The answer is to be an exact copy of the lines below running from the line with "if bytes_read == 2" down to the line with "parses its preview.", both ends included, and nothing more.
==*==
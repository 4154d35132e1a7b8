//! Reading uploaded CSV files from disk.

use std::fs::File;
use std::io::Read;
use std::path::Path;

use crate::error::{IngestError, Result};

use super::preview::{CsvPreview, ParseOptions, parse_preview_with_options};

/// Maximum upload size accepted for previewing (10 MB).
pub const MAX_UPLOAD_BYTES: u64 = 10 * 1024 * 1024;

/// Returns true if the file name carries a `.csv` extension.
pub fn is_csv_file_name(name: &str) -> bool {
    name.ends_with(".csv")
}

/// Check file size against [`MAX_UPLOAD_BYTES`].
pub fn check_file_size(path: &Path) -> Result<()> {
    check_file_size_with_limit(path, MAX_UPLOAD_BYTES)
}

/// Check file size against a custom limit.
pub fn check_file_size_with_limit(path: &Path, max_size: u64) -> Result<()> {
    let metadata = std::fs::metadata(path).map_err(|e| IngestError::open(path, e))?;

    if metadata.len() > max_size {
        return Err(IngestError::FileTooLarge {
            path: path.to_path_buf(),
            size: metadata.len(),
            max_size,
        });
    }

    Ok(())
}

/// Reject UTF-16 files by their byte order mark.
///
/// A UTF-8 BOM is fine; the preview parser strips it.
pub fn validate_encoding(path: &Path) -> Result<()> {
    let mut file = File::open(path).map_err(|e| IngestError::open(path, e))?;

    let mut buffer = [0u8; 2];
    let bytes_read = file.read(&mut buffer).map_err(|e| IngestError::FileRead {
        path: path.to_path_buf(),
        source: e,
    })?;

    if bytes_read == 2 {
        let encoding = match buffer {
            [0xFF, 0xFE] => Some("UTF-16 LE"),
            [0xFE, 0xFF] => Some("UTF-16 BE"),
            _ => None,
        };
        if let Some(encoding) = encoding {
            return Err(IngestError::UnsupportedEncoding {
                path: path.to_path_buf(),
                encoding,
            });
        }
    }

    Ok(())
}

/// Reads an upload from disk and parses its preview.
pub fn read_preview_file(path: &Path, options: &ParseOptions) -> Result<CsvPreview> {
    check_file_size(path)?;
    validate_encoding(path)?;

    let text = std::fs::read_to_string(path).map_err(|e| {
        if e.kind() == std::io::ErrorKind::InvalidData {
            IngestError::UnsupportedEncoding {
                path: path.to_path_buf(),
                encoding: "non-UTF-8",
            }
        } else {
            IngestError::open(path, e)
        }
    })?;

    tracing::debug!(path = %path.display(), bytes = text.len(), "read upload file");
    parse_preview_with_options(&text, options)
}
==*==
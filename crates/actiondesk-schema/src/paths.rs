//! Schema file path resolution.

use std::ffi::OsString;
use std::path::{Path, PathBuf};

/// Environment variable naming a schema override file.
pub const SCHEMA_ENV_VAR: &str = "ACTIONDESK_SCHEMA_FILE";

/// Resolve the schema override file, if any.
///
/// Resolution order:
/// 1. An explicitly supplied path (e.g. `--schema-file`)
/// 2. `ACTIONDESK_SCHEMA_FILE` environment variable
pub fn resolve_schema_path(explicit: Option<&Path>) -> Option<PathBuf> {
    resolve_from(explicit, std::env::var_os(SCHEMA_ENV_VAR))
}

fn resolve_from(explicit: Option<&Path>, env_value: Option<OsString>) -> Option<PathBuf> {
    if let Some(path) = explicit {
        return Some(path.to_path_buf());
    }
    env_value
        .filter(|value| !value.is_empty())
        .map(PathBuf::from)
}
==*==
» **SOLUTION FOR THIS EXERCISE**:
    if bytes_read == 2 {
        let encoding = match buffer {
            [0xFF, 0xFE] => Some("UTF-16 LE"),
            [0xFE, 0xFF] => Some("UTF-16 BE"),
            _ => None,
        };
        if let Some(encoding) = encoding {
            return Err(IngestError::UnsupportedEncoding {
                path: path.to_path_buf(),
                encoding,
            });
        }
    }

    Ok(())
}

/// Reads an upload from disk and parses its preview.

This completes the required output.